Jayson
Content Warning: These stories are about violence, abuse, neglect and exploitation and may include references to suicide or self-harming behaviours. They may contain graphic descriptions and strong language and may be distressing. Some narratives may be about First Nations people who have passed away. If you need support, please see Contact & support.
Jayson is in his 50s and lives with Asperger’s syndrome and obsessive-compulsive disorder.
Jayson played the trumpet at his meeting with the Royal Commission.
‘I have realised that I communicate a lot better with my music than with English. So that's been a huge learning curve, a great, fun learning curve to be able to communicate with music.’

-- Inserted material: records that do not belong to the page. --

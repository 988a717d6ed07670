//! Health check endpoint

use axum::Json;
use serde::Serialize;

#[derive(Serialize)]
pub struct HealthResponse {
    pub status: &'static str,
    pub service: &'static str,
}

/// Liveness probe
pub async fn health_check() -> Json<HealthResponse> {
    Json(HealthResponse {
        status: "ok",
        service: "factory-order-backend",
    })
}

Jayson was diagnosed with Asperger's syndrome about 10 years ago.
‘And that was the first official time that I could actually identify that I had autism, Asperger's syndrome. Through my schooling I had huge difficulties in learning for understanding.’
Jayson described his brain as ‘like a washing machine … and all of the information gets jumbled up’.
‘It's been only recent times I have realised that, as well, but it gives me a sense of who I am.’
For the past few years, Jayson has received eight hours a week of cognitive therapy funded by the NDIS.
‘I still have huge difficulties in developing, say, close relationships, friendships, and I'm working on all of those sorts of things.’
Part of the funding helps him attend meetings of a stroke support group, where he plays the trumpet.
‘This is a bit weird playing this at least once in the session, playing Happy Birthday. Why I play Happy Birthday is … everyone remembers the words to Happy Birthday so they can sing along … it gets my neurons and gets my brain working and that is so important. It connects me with people.’
Recently, the NDIS reduced Jayson’s funding package and provided no money for cognitive disability support. Jayson appealed and the NDIS reinstated the funding, but Jayson said it left him with ‘grave concerns about their lack of understanding of cognitive disability’.
‘If I want to be blunt and honest, I would say many of these people haven't got a clue about cognitive disability, which further increases the discrimination to people like me with my cognitive disability and it's, well, I feel that it's, what's the word? I just feel further discriminated against on many, many levels.’
Jayson said people often thought he had ‘a mental illness or even an intellectual disability’.
‘So, hugely misunderstood and this is talking about obviously a huge gap for people with Asperger's, with autism and other cognitive disability … As I said at the beginning, it's like a washing machine with all of the information spinning. That is an important point to get across to people to start to understand me. If they can see that I live in a state of confusion, it's a big start.’
Disclaimer: This is the story of a person who shared their personal experience with the Royal Commission into Violence, Abuse, Neglect and Exploitation of People with Disability through a submission or private session. The names in this story are pseudonyms. The person who shared this experience was not a witness and their account is not evidence. They did not take an oath or affirmation before providing the story. Nothing in this story constitutes a finding of the Royal Commission. Any views expressed are those of the person who shared their experience, not of the Royal Commission.